**What you are asked to do**
Every line from the start of the records below to the line containing "fn fmt(&self, f: &mut" should be retyped exactly, that line included, and no others.

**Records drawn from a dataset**
□ □ □
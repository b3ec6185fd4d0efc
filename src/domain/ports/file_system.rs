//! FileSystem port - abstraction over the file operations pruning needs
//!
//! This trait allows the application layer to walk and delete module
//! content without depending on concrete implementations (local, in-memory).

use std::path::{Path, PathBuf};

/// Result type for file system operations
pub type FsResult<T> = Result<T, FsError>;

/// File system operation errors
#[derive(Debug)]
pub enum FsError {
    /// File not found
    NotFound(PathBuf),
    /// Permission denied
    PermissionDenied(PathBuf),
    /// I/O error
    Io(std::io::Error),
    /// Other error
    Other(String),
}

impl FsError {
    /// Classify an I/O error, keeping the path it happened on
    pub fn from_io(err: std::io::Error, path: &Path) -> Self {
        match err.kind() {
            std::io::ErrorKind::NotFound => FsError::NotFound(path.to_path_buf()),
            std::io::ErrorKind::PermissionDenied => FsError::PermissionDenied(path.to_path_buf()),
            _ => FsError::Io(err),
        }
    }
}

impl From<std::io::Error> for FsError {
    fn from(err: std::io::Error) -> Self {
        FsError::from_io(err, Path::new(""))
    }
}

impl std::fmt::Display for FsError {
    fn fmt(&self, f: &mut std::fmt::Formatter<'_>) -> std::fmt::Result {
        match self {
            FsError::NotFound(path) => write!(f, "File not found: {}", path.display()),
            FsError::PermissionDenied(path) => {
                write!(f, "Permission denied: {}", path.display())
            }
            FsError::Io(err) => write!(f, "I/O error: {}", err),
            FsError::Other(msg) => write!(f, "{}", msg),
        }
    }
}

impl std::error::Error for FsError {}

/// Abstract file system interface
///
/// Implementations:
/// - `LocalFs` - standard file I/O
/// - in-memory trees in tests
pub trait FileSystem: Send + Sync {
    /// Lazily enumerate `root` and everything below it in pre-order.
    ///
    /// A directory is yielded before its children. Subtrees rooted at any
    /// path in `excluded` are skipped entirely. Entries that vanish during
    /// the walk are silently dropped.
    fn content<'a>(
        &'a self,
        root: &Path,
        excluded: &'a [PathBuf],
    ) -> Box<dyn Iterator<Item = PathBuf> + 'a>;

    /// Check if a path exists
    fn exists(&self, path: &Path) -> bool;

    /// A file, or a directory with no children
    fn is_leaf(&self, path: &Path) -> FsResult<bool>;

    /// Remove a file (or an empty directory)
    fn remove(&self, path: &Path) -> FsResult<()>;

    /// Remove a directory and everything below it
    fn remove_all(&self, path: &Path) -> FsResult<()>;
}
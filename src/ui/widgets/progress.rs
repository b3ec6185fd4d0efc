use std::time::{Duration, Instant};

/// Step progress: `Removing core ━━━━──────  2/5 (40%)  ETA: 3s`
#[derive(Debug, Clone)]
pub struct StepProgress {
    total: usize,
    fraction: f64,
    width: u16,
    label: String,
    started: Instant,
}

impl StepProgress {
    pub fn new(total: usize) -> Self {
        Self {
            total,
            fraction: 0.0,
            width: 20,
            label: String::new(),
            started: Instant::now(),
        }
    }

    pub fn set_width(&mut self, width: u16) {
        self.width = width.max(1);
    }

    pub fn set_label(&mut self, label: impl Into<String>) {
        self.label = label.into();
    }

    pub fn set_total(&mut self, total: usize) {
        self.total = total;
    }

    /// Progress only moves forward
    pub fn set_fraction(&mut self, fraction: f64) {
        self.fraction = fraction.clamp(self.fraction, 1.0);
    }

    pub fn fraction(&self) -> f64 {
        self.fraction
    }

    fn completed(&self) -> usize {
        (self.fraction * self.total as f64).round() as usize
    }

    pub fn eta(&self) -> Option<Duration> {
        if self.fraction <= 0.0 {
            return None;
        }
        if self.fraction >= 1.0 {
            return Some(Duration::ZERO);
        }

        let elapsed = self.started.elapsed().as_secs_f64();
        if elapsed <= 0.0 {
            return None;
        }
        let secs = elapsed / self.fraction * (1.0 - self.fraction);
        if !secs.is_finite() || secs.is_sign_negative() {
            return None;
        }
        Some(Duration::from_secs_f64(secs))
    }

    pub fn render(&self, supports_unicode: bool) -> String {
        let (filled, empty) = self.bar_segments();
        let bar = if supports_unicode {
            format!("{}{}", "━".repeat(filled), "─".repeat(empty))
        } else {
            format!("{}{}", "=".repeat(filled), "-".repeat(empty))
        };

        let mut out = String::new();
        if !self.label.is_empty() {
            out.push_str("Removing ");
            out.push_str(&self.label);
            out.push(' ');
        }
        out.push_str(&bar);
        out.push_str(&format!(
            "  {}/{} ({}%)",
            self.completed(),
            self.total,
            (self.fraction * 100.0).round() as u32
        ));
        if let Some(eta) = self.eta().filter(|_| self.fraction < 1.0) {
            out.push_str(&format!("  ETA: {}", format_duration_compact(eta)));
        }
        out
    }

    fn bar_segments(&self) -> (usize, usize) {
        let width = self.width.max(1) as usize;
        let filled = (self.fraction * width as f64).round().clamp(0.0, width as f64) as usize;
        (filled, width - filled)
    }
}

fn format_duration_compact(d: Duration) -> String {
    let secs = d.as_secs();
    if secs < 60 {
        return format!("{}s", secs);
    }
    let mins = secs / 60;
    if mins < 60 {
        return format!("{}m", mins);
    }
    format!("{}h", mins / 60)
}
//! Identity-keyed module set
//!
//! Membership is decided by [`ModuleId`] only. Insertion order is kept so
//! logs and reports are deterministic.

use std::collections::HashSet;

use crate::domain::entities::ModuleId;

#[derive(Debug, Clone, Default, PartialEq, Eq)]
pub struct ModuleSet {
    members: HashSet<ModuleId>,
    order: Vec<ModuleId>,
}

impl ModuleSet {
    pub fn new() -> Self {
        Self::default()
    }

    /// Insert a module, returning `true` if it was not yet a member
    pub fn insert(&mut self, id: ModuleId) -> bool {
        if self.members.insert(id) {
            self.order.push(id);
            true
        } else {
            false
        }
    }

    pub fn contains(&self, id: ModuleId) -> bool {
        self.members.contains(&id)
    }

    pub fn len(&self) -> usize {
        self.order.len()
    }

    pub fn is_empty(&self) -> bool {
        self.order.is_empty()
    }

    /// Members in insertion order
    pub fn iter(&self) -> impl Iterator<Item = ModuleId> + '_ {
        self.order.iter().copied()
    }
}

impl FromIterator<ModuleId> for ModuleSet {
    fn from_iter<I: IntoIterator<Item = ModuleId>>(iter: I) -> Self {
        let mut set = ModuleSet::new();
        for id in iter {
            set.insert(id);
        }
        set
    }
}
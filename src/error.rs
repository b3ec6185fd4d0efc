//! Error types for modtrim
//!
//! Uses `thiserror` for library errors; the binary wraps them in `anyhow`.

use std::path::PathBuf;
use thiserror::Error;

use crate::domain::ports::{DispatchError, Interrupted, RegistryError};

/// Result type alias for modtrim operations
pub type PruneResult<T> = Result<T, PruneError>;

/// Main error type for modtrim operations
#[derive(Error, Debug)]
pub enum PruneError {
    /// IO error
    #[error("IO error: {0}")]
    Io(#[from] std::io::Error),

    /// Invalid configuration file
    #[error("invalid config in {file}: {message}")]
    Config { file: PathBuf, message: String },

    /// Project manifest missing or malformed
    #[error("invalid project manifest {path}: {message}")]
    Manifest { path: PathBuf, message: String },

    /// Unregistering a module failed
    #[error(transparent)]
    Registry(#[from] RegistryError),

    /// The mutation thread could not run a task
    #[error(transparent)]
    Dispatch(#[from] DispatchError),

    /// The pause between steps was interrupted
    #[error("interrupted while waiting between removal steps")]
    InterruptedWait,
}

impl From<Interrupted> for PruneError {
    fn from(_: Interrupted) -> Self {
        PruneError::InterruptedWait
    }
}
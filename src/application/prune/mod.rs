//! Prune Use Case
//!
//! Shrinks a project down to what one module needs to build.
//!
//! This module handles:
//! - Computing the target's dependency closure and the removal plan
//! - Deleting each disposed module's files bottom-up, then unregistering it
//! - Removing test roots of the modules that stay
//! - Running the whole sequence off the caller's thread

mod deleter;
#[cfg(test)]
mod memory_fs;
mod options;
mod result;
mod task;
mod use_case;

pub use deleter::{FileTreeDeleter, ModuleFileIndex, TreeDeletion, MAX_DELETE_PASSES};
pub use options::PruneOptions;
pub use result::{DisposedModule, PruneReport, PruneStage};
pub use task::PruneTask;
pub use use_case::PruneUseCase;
□ □ □
**Your response**
repository b3ec6185fd4d0efc
filename src/domain/ports/file_system.rs
//! FileSystem port - abstraction over the file operations pruning needs
//!
//! This trait allows the application layer to walk and delete module
//! content without depending on concrete implementations (local, in-memory).

use std::path::{Path, PathBuf};

/// Result type for file system operations
pub type FsResult<T> = Result<T, FsError>;

/// File system operation errors
#[derive(Debug)]
pub enum FsError {
    /// File not found
    NotFound(PathBuf),
    /// Permission denied
    PermissionDenied(PathBuf),
    /// I/O error
    Io(std::io::Error),
    /// Other error
    Other(String),
}

impl FsError {
    /// Classify an I/O error, keeping the path it happened on
    pub fn from_io(err: std::io::Error, path: &Path) -> Self {
        match err.kind() {
            std::io::ErrorKind::NotFound => FsError::NotFound(path.to_path_buf()),
            std::io::ErrorKind::PermissionDenied => FsError::PermissionDenied(path.to_path_buf()),
            _ => FsError::Io(err),
        }
    }
}

impl From<std::io::Error> for FsError {
    fn from(err: std::io::Error) -> Self {
        FsError::from_io(err, Path::new(""))
    }
}

impl std::fmt::Display for FsError {
    fn fmt(&self, f: &mut std::fmt::Formatter<'_>) -> std::fmt::Result {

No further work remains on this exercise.